Metabolic engineering applications represent an important translational aspect of IFR research. A methodological approach would include:

• Pathway analysis and bottleneck identification:

  • Measurement of flux through the isoflavonoid pathway using labeled precursors

  • Determination of rate-limiting steps through enzyme activity comparisons

  • Assessment of IFR kinetic properties relative to other pathway enzymes

• Engineering strategies:

  • Overexpression of native or modified IFR in chickpea or heterologous systems

  • Promoter selection for optimal expression levels and patterns

  • Subcellular targeting optimization for efficient pathway operation

  • Co-expression with other rate-limiting enzymes

• Outcome assessment methods:

  • Quantitative metabolite analysis using LC-MS/MS

  • Determination of isoflavone profile changes (aglycones, glycosides, malonyl forms)

  • Bioactivity testing of extracts from engineered plants or microorganisms

  • Yield and stability evaluation under various growth conditions

This approach could potentially enhance the production of health-beneficial isoflavones such as formononetin and biochanin A that are naturally present in chickpea .

How does recombinant Cicer arietinum IFR activity correlate with the observed health benefits of chickpea isoflavonoids?

Connecting enzymatic activity to health benefits requires interdisciplinary approaches.
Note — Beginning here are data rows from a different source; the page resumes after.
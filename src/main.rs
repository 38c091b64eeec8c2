// Main entry point - Dependency injection and server setup
mod application;
mod domain;
mod error;
mod infrastructure;
mod presentation;

use std::{net::SocketAddr, sync::Arc, time::Duration};
use axum::{
    Router,
    routing::{get, post},
};
use tower_http::{compression::CompressionLayer, trace::TraceLayer};
use tracing_subscriber::EnvFilter;

use crate::application::account_service::AccountService;
use crate::application::overview_service::OverviewService;
use crate::application::provider_registry::ProviderRegistry;
use crate::application::query_builder::{QueryDefaults, QuerySpecBuilder};
use crate::application::query_executor::QueryExecutor;
use crate::infrastructure::config::load_app_config;
use crate::infrastructure::nerdgraph_executor::NerdGraphExecutor;
use crate::presentation::app_state::AppState;
use crate::presentation::handlers::{health_check, list_accounts, list_providers, load_overview};

#[tokio::main]
async fn main() -> anyhow::Result<()> {
    // Initialize tracing
    tracing_subscriber::fmt()
        .with_env_filter(
            EnvFilter::try_from_default_env()
                .unwrap_or_else(|_| EnvFilter::new("kafka_overview=info,tower_http=info")),
        )
        .init();

    // Load configuration
    let config = load_app_config()?;

    // Provider registry and executor (infrastructure layer)
    let registry = Arc::new(ProviderRegistry::new(&config.providers.enabled));
    let executor: Arc<dyn QueryExecutor> = Arc::new(NerdGraphExecutor::new(
        config.nerdgraph.endpoint.clone(),
        config.nerdgraph.api_key.clone(),
        Duration::from_secs(config.nerdgraph.timeout_secs),
    )?);

    // Create services (application layer)
    let builder = QuerySpecBuilder::new(registry.clone(), QueryDefaults::from(&config.query));
    let account_service = AccountService::new(registry.clone(), executor.clone());
    let overview_service = OverviewService::new(registry.clone(), builder, executor);

    let state = Arc::new(AppState {
        registry: registry.clone(),
        account_service,
        overview_service,
    });

    // Build router (presentation layer)
    let router = Router::new()
        .route("/healthz", get(health_check))
        .route("/providers", get(list_providers))
        .route("/accounts", get(list_accounts))
        .route("/overview", post(load_overview))
        .layer(CompressionLayer::new())
        .layer(TraceLayer::new_for_http())
        .with_state(state);

    // Start server
    let addr: SocketAddr = config.server.listen_addr.parse()?;
    tracing::info!(
        "Starting kafka-overview on {} with providers {:?}",
        addr,
        registry.provider_ids()
    );

    axum::serve(tokio::net::TcpListener::bind(addr).await?, router).await?;

    Ok(())
}
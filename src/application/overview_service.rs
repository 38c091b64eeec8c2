// Overview service - one concurrent query per provider, merged into one table
use crate::application::account_service::AccountService;
use crate::application::filter_composer;
use crate::application::health::HealthEvaluator;
use crate::application::normalizer::ResultNormalizer;
use crate::application::provider_registry::ProviderRegistry;
use crate::application::query_builder::QuerySpecBuilder;
use crate::application::query_executor::QueryExecutor;
use crate::application::table_assembler::assemble;
use crate::domain::entity::NormalizedEntity;
use crate::domain::filter::FilterSpec;
use crate::domain::provider::{EntityType, GroupBy, ProviderId};
use crate::domain::query::AggregationMode;
use crate::domain::table::AssembledTable;
use crate::error::{KafkaViewError, Result};
use crate::infrastructure::nrql;
use dashmap::DashMap;
use serde::Deserialize;
use std::collections::{BTreeMap, HashMap};
use std::sync::Arc;
use std::time::Instant;
use tokio::sync::watch;
use tokio::task::{self, JoinError, JoinSet};

#[derive(Debug, Clone, Deserialize)]
#[serde(rename_all = "camelCase")]
pub struct OverviewRequest {
    /// UI context the request belongs to; a newer request for the same view supersedes older ones.
    /// Requests without a view are never superseded.
    #[serde(default)]
    pub view: Option<String>,
    pub entity_type: EntityType,
    #[serde(default = "default_mode")]
    pub mode: AggregationMode,
    #[serde(default)]
    pub group_by: Option<GroupBy>,
    /// Empty means "every account where the provider has clusters".
    #[serde(default)]
    pub accounts: Vec<u64>,
    /// Empty means every enabled provider.
    #[serde(default)]
    pub providers: Vec<ProviderId>,
    #[serde(default)]
    pub filters: Vec<FilterSpec>,
}

fn default_mode() -> AggregationMode {
    AggregationMode::Health
}

/// Hands out increasing generations per view.
///
/// A view is tracked only while some ticket for it is alive.
#[derive(Default)]
pub struct RequestGenerations {
    views: DashMap<String, watch::Sender<u64>>,
}

impl RequestGenerations {
    pub fn begin(self: &Arc<Self>, view: &str) -> GenerationTicket {
        let sender = self
            .views
            .entry(view.to_string())
            .or_insert_with(|| watch::channel(0).0);

        let mut generation = 0;
        sender.send_modify(|current| {
            *current += 1;
            generation = *current;
        });

        GenerationTicket {
            view: view.to_string(),
            generation,
            receiver: sender.subscribe(),
            generations: Arc::clone(self),
        }
    }

    #[cfg(test)]
    fn tracked_views(&self) -> usize {
        self.views.len()
    }
}

pub struct GenerationTicket {
    view: String,
    generation: u64,
    receiver: watch::Receiver<u64>,
    generations: Arc<RequestGenerations>,
}

impl Drop for GenerationTicket {
    fn drop(&mut self) {
        // Our own receiver is still alive here, so a count of one means no other ticket remains.
        self.generations
            .views
            .remove_if(&self.view, |_, sender| sender.receiver_count() == 1);
    }
}

impl GenerationTicket {
    pub fn is_current(&self) -> bool {
        *self.receiver.borrow() == self.generation
    }

    /// Resolves once a newer request for the same view has started.
    pub async fn superseded(&mut self) {
        loop {
            if *self.receiver.borrow_and_update() != self.generation {
                return;
            }
            if self.receiver.changed().await.is_err() {
                std::future::pending::<()>().await;
            }
        }
    }

    fn stale(&self) -> KafkaViewError {
        KafkaViewError::Superseded {
            view: self.view.clone(),
            generation: self.generation,
        }
    }
}

#[derive(Clone)]
pub struct OverviewService {
    registry: Arc<ProviderRegistry>,
    builder: QuerySpecBuilder,
    normalizer: ResultNormalizer,
    evaluator: HealthEvaluator,
    accounts: AccountService,
    executor: Arc<dyn QueryExecutor>,
    generations: Arc<RequestGenerations>,
}

impl OverviewService {
    pub fn new(
        registry: Arc<ProviderRegistry>,
        builder: QuerySpecBuilder,
        executor: Arc<dyn QueryExecutor>,
    ) -> Self {
        Self {
            normalizer: ResultNormalizer::new(registry.clone()),
            evaluator: HealthEvaluator::new(registry.clone()),
            accounts: AccountService::new(registry.clone(), executor.clone()),
            registry,
            builder,
            executor,
            generations: Arc::new(RequestGenerations::default()),
        }
    }

    /// Loads and merges the table for every active provider.
    ///
    /// Waits for every provider to settle. Fails only with `Superseded`;
    /// provider failures become error flags on the table.
    pub async fn load(&self, request: OverviewRequest) -> Result<AssembledTable> {
        let start_time = Instant::now();
        let mut ticket = request.view.as_deref().map(|view| self.generations.begin(view));
        let request = Arc::new(request);

        let mut providers = if request.providers.is_empty() {
            self.registry.provider_ids()
        } else {
            request.providers.clone()
        };
        providers.sort();
        providers.dedup();

        // Dropping the set aborts whatever is still in flight.
        let mut tasks = JoinSet::new();
        let mut owners = HashMap::with_capacity(providers.len());
        for provider in &providers {
            let provider = *provider;
            let service = self.clone();
            let request = request.clone();
            let handle =
                tasks.spawn(async move { (provider, service.load_provider(provider, &request).await) });
            owners.insert(handle.id(), provider);
        }

        let results = tokio::select! {
            results = settle(&mut tasks, &owners) => results,
            stale = superseded(ticket.as_mut()) => {
                tracing::debug!("{}, discarding in-flight queries", stale);
                return Err(stale);
            }
        };

        if let Some(ticket) = ticket.as_ref().filter(|t| !t.is_current()) {
            return Err(ticket.stale());
        }

        let table = assemble(results);
        tracing::debug!(
            "Assembled {} {} rows from {} providers in {}ms ({} failed)",
            table.rows.len(),
            request.entity_type,
            providers.len(),
            start_time.elapsed().as_millis(),
            table.provider_errors.len()
        );
        Ok(table)
    }

    async fn load_provider(&self, provider: ProviderId, request: &OverviewRequest) -> Result<Vec<NormalizedEntity>> {
        let descriptor = self.registry.describe(provider)?;
        let mut spec = self.builder.build(
            provider,
            request.entity_type,
            request.mode,
            request.group_by,
            Some(request.accounts.as_slice()),
        )?;

        for filter in &request.filters {
            match filter_composer::compose(filter, descriptor) {
                Ok(Some(clause)) => spec = spec.filter_innermost(clause),
                Ok(None) => {}
                Err(err) => tracing::warn!("Skipping filter for {}: {}", provider, err),
            }
        }

        let accounts = if request.accounts.is_empty() {
            self.accounts.discover(provider).await?.search.accounts
        } else {
            request.accounts.clone()
        };
        if accounts.is_empty() {
            tracing::debug!("No accounts report {} data", provider);
            return Ok(Vec::new());
        }

        let query = nrql::render(&spec);
        tracing::debug!("Executing {} query: {}", provider, query);

        let rows = self
            .executor
            .execute(&query, &accounts)
            .await
            .map_err(|e| KafkaViewError::QueryExecutionFailure {
                provider,
                message: format!("{e:#}"),
            })?;

        let mut entities = self
            .normalizer
            .normalize(provider, request.entity_type, request.group_by, &rows)?;
        self.evaluator.evaluate_all(&mut entities);
        Ok(entities)
    }
}

/// Pending forever for requests that carry no view.
async fn superseded(ticket: Option<&mut GenerationTicket>) -> KafkaViewError {
    match ticket {
        Some(ticket) => {
            ticket.superseded().await;
            ticket.stale()
        }
        None => std::future::pending().await,
    }
}

/// Waits for every provider task; a task that panicked counts as a failed provider.
async fn settle(
    tasks: &mut JoinSet<(ProviderId, Result<Vec<NormalizedEntity>>)>,
    owners: &HashMap<task::Id, ProviderId>,
) -> BTreeMap<ProviderId, Result<Vec<NormalizedEntity>>> {
    let mut results = BTreeMap::new();
    while let Some(joined) = tasks.join_next().await {
        match joined {
            Ok((provider, result)) => {
                results.insert(provider, result);
            }
            Err(err) => {
                let Some(provider) = owners.get(&err.id()).copied() else {
                    tracing::warn!("Query task {} has no provider: {}", err.id(), err);
                    continue;
                };
                tracing::warn!("Query task for {} did not complete: {}", provider, err);
                results.insert(
                    provider,
                    Err(KafkaViewError::QueryExecutionFailure {
                        provider,
                        message: task_failure(err),
                    }),
                );
            }
        }
    }
    results
}

fn task_failure(err: JoinError) -> String {
    if err.is_cancelled() {
        return "query task was cancelled".to_string();
    }
    let payload = err.into_panic();
    let detail = payload
        .downcast_ref::<&str>()
        .map(|s| s.to_string())
        .or_else(|| payload.downcast_ref::<String>().cloned())
        .unwrap_or_else(|| "unknown panic".to_string());
    format!("query task panicked: {detail}")
}
// Infrastructure layer - External dependencies and adapters
pub mod config;
pub mod nerdgraph_executor;
pub mod nrql;
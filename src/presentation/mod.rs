// Presentation layer - HTTP surface
pub mod app_state;
pub mod handlers;
fn common_topics_prompt(articles: &[Article]) -> String {
    format!(
        r#"Analyze the following article topics and identify **only three** key themes that are common across multiple articles,
even if they are phrased differently. The topics from each article are:
{}

Respond **ONLY** with a JSON format:
{{"CommonTopics": ["topic1", "topic2", "topic3"]}}"#,
        topic_sets(articles)
    )
}

fn coverage_prompt(company: &str, counts: &SentimentCounts, common_topics: &[String]) -> String {
    let topics: Vec<String> = common_topics.iter().map(|t| format!("'{}'", t)).collect();
    format!(
        r#"Provide a high-level summary comparing {total} news articles about "{company}":
- Sentiment distribution: {counts}
- Commonly discussed topics across articles: [{topics}]

Consider the following:
1. Notable contrasts between articles (e.g., major differences in topics and perspectives).
2. Overall implications for the company's reputation, stock potential, and public perception.
3. How sentiment varies across articles and its impact.

Respond **ONLY** with a concise and insightful summary in this JSON format:
{{
    "Coverage Differences": [
        {{"Comparison": "Brief contrast between Articles 1 & 2", "Impact": "Concise impact statement"}},
        {{"Comparison": "Brief contrast between Articles 3 & 4", "Impact": "Concise impact statement"}}
    ]
}}"#,
        total = counts.total(),
        company = company,
        counts = counts,
        topics = topics.join(", "),
    )
}

fn narrative_prompt(company: &str, articles: &[Article], counts: &SentimentCounts) -> String {
    let summaries: Vec<&str> = articles.iter().map(|a| a.summary.as_str()).collect();
    format!(
        r#"Based on the analysis of {total} articles about the company "{company}":
- Positive articles: {positive}
- Negative articles: {negative}
- Neutral articles: {neutral}
The following are the summarized key points from the articles: "{summaries}".
Provide a single, concise summary that integrates the overall sentiment analysis and key news highlights while maintaining a natural flow. Explain its implications for the company's reputation, stock potential, and public perception.
Respond **ONLY** with a well-structured very concise and short paragraph in plain text, focusing on overall sentiment."#,
        total = counts.total(),
        company = company,
        positive = counts.positive,
        negative = counts.negative,
        neutral = counts.neutral,
        summaries = summaries.join(" "),
    )
}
Methodologically, this would involve:

• Structure-activity relationship studies:

  • Production of various isoflavonoid compounds using recombinant IFR

  • Purification and characterization of these compounds

  • Bioactivity testing in relevant cellular models

  • Correlation of specific structural features with biological activities

• Cellular model testing:

  • Assessment of effects on human cell lines relevant to observed health benefits

  • For bone health: testing on osteoblast cell lines like Saos-2

  • For antioxidant activity: measurement of oxidative stress reduction

  • For anti-inflammatory effects: monitoring of inflammatory marker production

• Comparative analysis with known bioactive compounds:

  • Side-by-side testing with established isoflavonoids

  • Dose-response studies to establish potency

  • Time-course experiments to determine duration of effects

  • Mechanism of action studies

The search results indicate that chickpea isoflavonoids exhibit several biological activities, including the ability to decrease oxidative stress and augment mineralization in Saos-2 cells, suggesting bone health benefits . Understanding IFR's role in producing the specific bioactive isoflavonoids responsible for these effects would provide valuable insights for both nutritional and pharmaceutical applications.